• _Activity_
Only part of the listing is needed, namely the lines from its start through the line with "use std::sync::Arc;", and they should be retyped exactly.

• _Materials provided_
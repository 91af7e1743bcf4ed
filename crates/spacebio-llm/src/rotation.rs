//! Credential pool and forward-only key rotation.
//!
//! `RotationState` is the plain cursor over the pool; `KeyRotation` pairs it
//! with the backend currently bound to the active key. Keys are only ever
//! referred to by their 1-based number in logs.

use std::sync::Arc;

use secrecy::{ExposeSecret, SecretString};
use spacebio_common::sandbox::SandboxClient;
use tracing::{error, info};

use crate::backend::{GeminiBackend, LlmBackend, LlmError};

/// One credential for the inference service.
pub struct ApiKey(SecretString);

impl ApiKey {
    pub fn new(key: impl Into<String>) -> Self {
        Self(SecretString::from(key.into()))
    }

    pub fn expose(&self) -> &str {
        self.0.expose_secret()
    }

    /// Split a comma-separated key list. Blank entries are dropped.
    pub fn parse_list(raw: &str) -> Vec<ApiKey> {
        raw.split(',')
            .map(str::trim)
            .filter(|k| !k.is_empty())
            .map(ApiKey::new)
            .collect()
    }
}

impl std::fmt::Debug for ApiKey {
    fn fmt(&self, f: &mut std::fmt::Formatter<'_>) -> std::fmt::Result {
        f.write_str("ApiKey([REDACTED])")
    }
}

/// Ordered credential pool with a cursor that only moves forward.
#[derive(Debug)]
pub struct RotationState {
    pool: Vec<ApiKey>,
    index: usize,
}

impl RotationState {
    pub fn new(pool: Vec<ApiKey>) -> Result<Self, LlmError> {
        if pool.is_empty() {
            return Err(LlmError::Unavailable("credential pool is empty".to_string()));
        }
        Ok(Self { pool, index: 0 })
    }

    /// Number of keys in the pool.
    pub fn size(&self) -> usize {
        self.pool.len()
    }

    pub fn index(&self) -> usize {
        self.index
    }

    /// The active key, or `None` once the pool is exhausted.
    pub fn current(&self) -> Option<&ApiKey> {
        self.pool.get(self.index)
    }

    /// Move to the next key. Returns false when no usable key remains.
    pub fn advance(&mut self) -> bool {
        if self.index < self.pool.len() {
            self.index += 1;
        }
        self.index < self.pool.len()
    }
}

/// Builds a backend bound to a specific credential.
pub trait BackendFactory: Send + Sync {
    fn bind(&self, key: &ApiKey) -> Arc<dyn LlmBackend>;
}

/// Factory for Gemini backends sharing one HTTP client.
pub struct GeminiFactory {
    client: SandboxClient,
    model: String,
    base_url: Option<String>,
}

impl GeminiFactory {
    pub fn new(client: SandboxClient, model: impl Into<String>) -> Self {
        Self { client, model: model.into(), base_url: None }
    }

    pub fn with_base_url(mut self, url: impl Into<String>) -> Self {
        self.base_url = Some(url.into());
        self
    }
}

impl BackendFactory for GeminiFactory {
    fn bind(&self, key: &ApiKey) -> Arc<dyn LlmBackend> {
        let backend = GeminiBackend::new(
            self.client.clone(),
            SecretString::from(key.expose().to_string()),
            self.model.clone(),
        );
        match &self.base_url {
            Some(url) => Arc::new(backend.with_base_url(url)),
            None => Arc::new(backend),
        }
    }
}

/// The active credential and the backend bound to it.
pub struct KeyRotation {
    state: RotationState,
    factory: Arc<dyn BackendFactory>,
    backend: Arc<dyn LlmBackend>,
}

impl KeyRotation {
    /// Bind the first key of the pool. This is not a rotation: the cursor
    /// stays at 0.
    pub fn new(state: RotationState, factory: Arc<dyn BackendFactory>) -> Result<Self, LlmError> {
        let key = state.current()
            .ok_or_else(|| LlmError::Unavailable("credential pool is empty".to_string()))?;
        let backend = factory.bind(key);
        info!(keys = state.size(), "Using API key #1");
        Ok(Self { state, factory, backend })
    }

    pub fn backend(&self) -> Arc<dyn LlmBackend> {
        self.backend.clone()
    }

    /// 1-based number of the active key, for logs.
    pub fn key_number(&self) -> usize {
        self.state.index() + 1
    }

    pub fn pool_size(&self) -> usize {
        self.state.size()
    }

    pub fn is_exhausted(&self) -> bool {
        self.state.current().is_none()
    }

    /// Fail over to the next key and rebind the backend.
    /// Returns false when every key has been used up.
    pub fn rotate(&mut self) -> bool {
        if !self.state.advance() {
            error!(keys = self.state.size(), "All API keys have exceeded their quotas");
            return false;
        }
        let Some(key) = self.state.current() else {
            return false;
        };
        self.backend = self.factory.bind(key);
        info!("Switching to API key #{}", self.key_number());
        true
    }
}
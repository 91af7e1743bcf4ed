//! Publication analyzer: turns article text into a validated
//! `StructuredSummary`.
//!
//! Retry policy per record:
//!   - quota rejection → rotate the key, reset the attempt counter, retry
//!     at once; an exhausted pool is fatal for the whole run
//!   - any other failure (transport, malformed JSON, schema violation) →
//!     wait `retry_delay` and retry, up to `max_attempts`; then give up on
//!     the record

use std::time::{Duration, Instant};

use chrono::Datelike;
use serde_json::Value;
use spacebio_common::{Category, StructuredSummary};
use thiserror::Error;
use tracing::{debug, error, instrument, warn};

use crate::audit::InferenceAuditEntry;
use crate::backend::{LlmError, LlmRequest, Message};
use crate::rotation::KeyRotation;

/// Failures that end the run, not just the record.
#[derive(Debug, Error)]
pub enum InferenceError {
    #[error("all {keys} API keys exhausted")]
    KeysExhausted { keys: usize },
}

/// Why one attempt failed. Everything except `Llm` quota errors is retryable.
#[derive(Debug, Error)]
enum AttemptError {
    #[error(transparent)]
    Llm(#[from] LlmError),
    #[error("response did not contain valid JSON: {0}")]
    Malformed(String),
    #[error("schema violation: {0}")]
    Schema(String),
}

#[derive(Debug, Clone)]
pub struct AnalyzerConfig {
    pub max_attempts: u32,
    pub retry_delay: Duration,
    pub max_output_tokens: u32,
    pub temperature: f32,
}

impl Default for AnalyzerConfig {
    fn default() -> Self {
        Self {
            max_attempts: 3,
            retry_delay: Duration::from_secs(2),
            max_output_tokens: 8192,
            temperature: 0.1,
        }
    }
}

pub struct Analyzer {
    rotation: KeyRotation,
    cfg: AnalyzerConfig,
}

impl Analyzer {
    pub fn new(rotation: KeyRotation, cfg: AnalyzerConfig) -> Self {
        Self { rotation, cfg }
    }

    pub fn rotation(&self) -> &KeyRotation {
        &self.rotation
    }

    /// Summarise one publication.
    ///
    /// `Ok(None)` means the record should be skipped; `Err` means the run
    /// cannot continue.
    #[instrument(skip(self, text), fields(chars = text.chars().count()))]
    pub async fn analyze(
        &mut self,
        text: &str,
        title: &str,
    ) -> Result<Option<StructuredSummary>, InferenceError> {
        if self.rotation.is_exhausted() {
            return Err(InferenceError::KeysExhausted { keys: self.rotation.pool_size() });
        }
        let year = current_year();
        let prompt = build_prompt(text, title, year);
        let max = self.cfg.max_attempts.max(1);

        let mut attempt = 1;
        while attempt <= max {
            match self.attempt(&prompt, title, attempt, year).await {
                Ok(summary) => return Ok(Some(summary)),
                Err(AttemptError::Llm(e)) if e.is_quota_exceeded() => {
                    warn!("Quota exceeded for key #{}", self.rotation.key_number());
                    if !self.rotation.rotate() {
                        return Err(InferenceError::KeysExhausted { keys: self.rotation.pool_size() });
                    }
                    attempt = 1;
                    continue;
                }
                Err(e) => {
                    warn!(attempt, max, error = %e, "AI analysis for \"{}\" failed", title);
                    if attempt == max {
                        error!(error = %e, "Final attempt failed, skipping article \"{}\"", title);
                        return Ok(None);
                    }
                    tokio::time::sleep(self.cfg.retry_delay).await;
                    attempt += 1;
                }
            }
        }
        Ok(None)
    }

    async fn attempt(
        &self,
        prompt: &str,
        title: &str,
        attempt: u32,
        year: i32,
    ) -> Result<StructuredSummary, AttemptError> {
        let backend = self.rotation.backend();
        let req = LlmRequest {
            messages: vec![Message::user(prompt)],
            max_tokens: Some(self.cfg.max_output_tokens),
            temperature: Some(self.cfg.temperature),
        };

        let t0 = Instant::now();
        let resp = backend.complete(req).await?;
        InferenceAuditEntry::new(
            title,
            self.rotation.key_number(),
            attempt,
            &resp,
            t0.elapsed().as_millis() as u64,
        )
        .record();

        let value = extract_json(&resp.content)?;
        let summary = validate_summary(&value, year).map_err(AttemptError::Schema)?;
        debug!(category = %summary.category, year = summary.year, "Summary validated");
        Ok(summary)
    }
}

fn current_year() -> i32 {
    chrono::Local::now().year()
}

/// Fixed prompt template. The model must answer with a bare JSON object.
pub fn build_prompt(text: &str, title: &str, year: i32) -> String {
    let categories = Category::ALL
        .iter()
        .map(|c| c.as_str())
        .collect::<Vec<_>>()
        .join(", ");

    format!(
        r#"You are a research assistant specializing in space biology.
Analyze the following research paper text. Based *only* on the text provided, return a JSON object with the following structure:
{{
  "summary": "A concise, easy-to-understand summary and key findings of the research (7-10 sentences).",
  "category": "The most relevant category from this list: [{categories}].",
  "year": "The publication year (as a number). If not found, use {year}.",
  "keywords": ["An array of 5-7 relevant keywords."]
}}
Return only the JSON object, without commentary.

Original Title: "{title}"
Paper Text: "{text}""#
    )
}

/// Pull the JSON object out of a model response, tolerating Markdown fences
/// and stray prose around the object.
fn extract_json(content: &str) -> Result<Value, AttemptError> {
    let stripped = content.replace("```json", "").replace("```", "");
    let stripped = stripped.trim();

    let candidate = match (stripped.find('{'), stripped.rfind('}')) {
        (Some(start), Some(end)) if start < end => &stripped[start..=end],
        _ => stripped,
    };

    serde_json::from_str(candidate).map_err(|e| AttemptError::Malformed(e.to_string()))
}

/// Validate an untrusted response payload against the summary schema.
pub fn validate_summary(value: &Value, default_year: i32) -> Result<StructuredSummary, String> {
    let obj = value.as_object().ok_or("response is not a JSON object")?;

    let summary = obj.get("summary")
        .and_then(Value::as_str)
        .map(str::trim)
        .filter(|s| !s.is_empty())
        .ok_or("`summary` must be a non-empty string")?
        .to_string();

    let raw_category = obj.get("category")
        .and_then(Value::as_str)
        .ok_or("`category` must be a string")?;
    let category = Category::from_label(raw_category)
        .ok_or_else(|| format!("`category` {raw_category:?} is not in the taxonomy"))?;

    let year = match obj.get("year") {
        None | Some(Value::Null) => default_year,
        Some(Value::Number(n)) => n.as_i64()
            .or_else(|| n.as_f64().filter(|f| f.fract() == 0.0).map(|f| f as i64))
            .and_then(|y| i32::try_from(y).ok())
            .ok_or_else(|| format!("`year` {n} is not an integer"))?,
        Some(Value::String(s)) => s.trim().parse::<i32>()
            .map_err(|_| format!("`year` {s:?} is not numeric"))?,
        Some(other) => return Err(format!("`year` has unexpected type: {other}")),
    };

    let keywords: Vec<String> = obj.get("keywords")
        .and_then(Value::as_array)
        .ok_or("`keywords` must be an array")?
        .iter()
        .map(|k| {
            k.as_str()
                .map(str::trim)
                .filter(|s| !s.is_empty())
                .map(String::from)
                .ok_or_else(|| "`keywords` entries must be non-empty strings".to_string())
        })
        .collect::<Result<_, _>>()?;
    if !(5..=7).contains(&keywords.len()) {
        return Err(format!("`keywords` must have 5-7 entries, got {}", keywords.len()));
    }

    Ok(StructuredSummary { summary, category, year, keywords })
}
//! Process-wide load/save hooks.
//!
//! Hosts that dispatch on artifact kind look the hooks up instead of linking
//! against this crate's functions directly. Registration happens once; later
//! calls return the same table.

use std::{
    fmt,
    sync::{
        atomic::{AtomicUsize, Ordering},
        OnceLock,
    },
};

use mobc_core::{BackingBuffer, Module};
use tracing::debug;

use crate::{api, settings::Settings, upgrader::UpgraderRegistry, ExtraFiles, Result};

/// Save `module` through a writer callback (`debug_info` keeps line tables).
pub type SaveHook = fn(&Module, &ExtraFiles, bool, &mut dyn FnMut(&[u8]) -> usize) -> Result<()>;

/// Build a module from an artifact buffer.
pub type LoadHook = fn(BackingBuffer, &mut ExtraFiles) -> Result<Module>;

/// Installed hook table.
#[derive(Clone, Copy)]
pub struct Hooks {
    /// Save entry point.
    pub save: SaveHook,
    /// Load entry point.
    pub load: LoadHook,
}

impl fmt::Debug for Hooks {
    fn fmt(&self, f: &mut fmt::Formatter<'_>) -> fmt::Result {
        f.debug_struct("Hooks")
            .field("save", &(self.save as *const ()))
            .field("load", &(self.load as *const ()))
            .finish()
    }
}

static HOOKS: OnceLock<Hooks> = OnceLock::new();
static INITIALISED: AtomicUsize = AtomicUsize::new(0);

fn save_through(module: &Module, extra: &ExtraFiles, debug_info: bool, writer: &mut dyn FnMut(&[u8]) -> usize) -> Result<()> {
    api::save_with_writer_fn(module, extra, debug_info, |bytes| writer(bytes))
}

/// Install the hooks (and warm the settings and the builtin upgraders).
/// Idempotent.
pub fn register_all() -> &'static Hooks {
    HOOKS.get_or_init(|| {
        INITIALISED.fetch_add(1, Ordering::SeqCst);
        let settings = Settings::global();
        let upgraders = UpgraderRegistry::builtin().len();
        debug!(?settings, upgraders, "load/save hooks registered");
        Hooks { save: save_through, load: api::load }
    })
}

/// Hooks, if [`register_all`] ran.
pub fn registered_hooks() -> Option<&'static Hooks> { HOOKS.get() }

/// How many times the registration body ran (0 or 1).
pub fn registration_count() -> usize { INITIALISED.load(Ordering::SeqCst) }
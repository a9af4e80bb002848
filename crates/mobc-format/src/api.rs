//! Load/save entry points.
//!
//! Everything funnels into [`load_with`] and [`save_with`]; the file, stream
//! and callback variants only move bytes.

use std::{
    fs,
    io::{self, Read, Write},
    path::Path,
};

use mobc_core::{BackingBuffer, Module, SCHEMA_VERSION};
use tracing::{info, instrument};

use crate::{
    adapter,
    layout::{self, Inspection},
    portable::PortableModule,
    reader,
    settings::{LoadOptions, SaveOptions},
    upgrader, writer, Error, ExtraFiles, Result,
};

/* ─────────────────────────── Load ─────────────────────────── */

/// Load a module from `buffer` with default options.
///
/// Extra files found in the artifact are added to `extra` unless the key is
/// already present. The module keeps `buffer` alive.
pub fn load(buffer: BackingBuffer, extra: &mut ExtraFiles) -> Result<Module> { load_with(buffer, extra, &LoadOptions::default()) }

/// Load a module from `buffer`.
///
/// Nothing is merged into `extra` unless the whole load succeeds.
#[instrument(level = "info", skip_all, fields(len = buffer.len()))]
pub fn load_with(buffer: BackingBuffer, extra: &mut ExtraFiles, options: &LoadOptions<'_>) -> Result<Module> {
    let mut found = ExtraFiles::new();
    let portable = load_portable_with(&buffer, &mut found, options)?;
    let registry = options.apply_upgraders.then_some(options.registry);
    let module = adapter::to_executable(portable, registry)?;
    merge_extra_files(extra, found);
    info!(module = %module.name, methods = module.methods.len(), constants = module.constants.len(), "module loaded");
    Ok(module)
}

/// Decode `buffer` into its portable form (upgraded per default options).
pub fn load_portable(buffer: &BackingBuffer, extra: &mut ExtraFiles) -> Result<PortableModule> {
    load_portable_with(buffer, extra, &LoadOptions::default())
}

/// Decode `buffer` into its portable form.
pub fn load_portable_with(buffer: &BackingBuffer, extra: &mut ExtraFiles, options: &LoadOptions<'_>) -> Result<PortableModule> {
    let mut found = ExtraFiles::new();
    let mut portable = reader::deserialize(buffer, &mut found)?;
    if options.apply_upgraders && portable.version < SCHEMA_VERSION {
        upgrader::apply_upgraders(&mut portable, options.registry)?;
    }
    merge_extra_files(extra, found);
    Ok(portable)
}

/// Load from a file read fully into memory.
pub fn load_from_file<P: AsRef<Path>>(path: P, extra: &mut ExtraFiles) -> Result<Module> {
    load(BackingBuffer::read_file(path)?, extra)
}

/// Load from a memory-mapped file.
#[cfg(feature = "mmap")]
pub fn load_from_mmap<P: AsRef<Path>>(path: P, extra: &mut ExtraFiles) -> Result<Module> {
    load(BackingBuffer::map_file(path)?, extra)
}

/// Load from a stream, reading it to the end first.
pub fn load_from_reader<R: Read>(reader: R, extra: &mut ExtraFiles) -> Result<Module> {
    load(BackingBuffer::from_reader(reader)?, extra)
}

fn merge_extra_files(into: &mut ExtraFiles, found: ExtraFiles) {
    for (name, data) in found {
        into.entry(name).or_insert(data);
    }
}

/* ─────────────────────────── Save ─────────────────────────── */

/// Save `module` with default options.
pub fn save(module: &Module, extra: &ExtraFiles) -> Result<Vec<u8>> { save_with(module, extra, &SaveOptions::default()) }

/// Save `module`, stamped with the current schema version.
#[instrument(level = "info", skip_all, fields(module = %module.name))]
pub fn save_with(module: &Module, extra: &ExtraFiles, options: &SaveOptions) -> Result<Vec<u8>> {
    let portable = adapter::to_portable(module, options)?;
    let bytes = writer::serialize(&portable, extra)?;
    info!(bytes = bytes.len(), version = portable.version, "module saved");
    Ok(bytes)
}

/// Encode a portable module as is (its version is kept).
pub fn save_portable(portable: &PortableModule, extra: &ExtraFiles) -> Result<Vec<u8>> { writer::serialize(portable, extra) }

/// Save to `path`, replacing it.
pub fn save_to_file<P: AsRef<Path>>(module: &Module, path: P, extra: &ExtraFiles) -> Result<()> {
    let bytes = save(module, extra)?;
    fs::write(path, bytes)?;
    Ok(())
}

/// Save into a stream.
pub fn save_to_writer<W: Write>(module: &Module, mut writer: W, extra: &ExtraFiles) -> Result<()> {
    let bytes = save(module, extra)?;
    writer.write_all(&bytes)?;
    writer.flush()?;
    Ok(())
}

/// Save through a callback invoked once with the whole artifact. The
/// callback returns how many bytes it accepted; anything short is an I/O
/// error.
pub fn save_with_writer_fn<F>(module: &Module, extra: &ExtraFiles, debug_info: bool, writer: F) -> Result<()>
where
    F: FnOnce(&[u8]) -> usize,
{
    let options = SaveOptions { include_debug_info: debug_info, ..SaveOptions::default() };
    let bytes = save_with(module, extra, &options)?;
    let written = writer(&bytes);
    if written != bytes.len() {
        return Err(Error::Io(io::Error::new(
            io::ErrorKind::WriteZero,
            format!("writer accepted {written} of {} bytes", bytes.len()),
        )));
    }
    Ok(())
}

/* ─────────────────────────── Inspect ─────────────────────────── */

/// Header/TOC summary; see [`layout::inspect`].
pub fn inspect(bytes: &[u8]) -> Result<Inspection> { layout::inspect(bytes) }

• _Answer section_
repository 91af7e1743bcf4ed
filename crates/spacebio-llm/src/rotation.rs
//! Credential pool and forward-only key rotation.
//!
//! `RotationState` is the plain cursor over the pool; `KeyRotation` pairs it
//! with the backend currently bound to the active key. Keys are only ever
//! referred to by their 1-based number in logs.

use std::sync::Arc;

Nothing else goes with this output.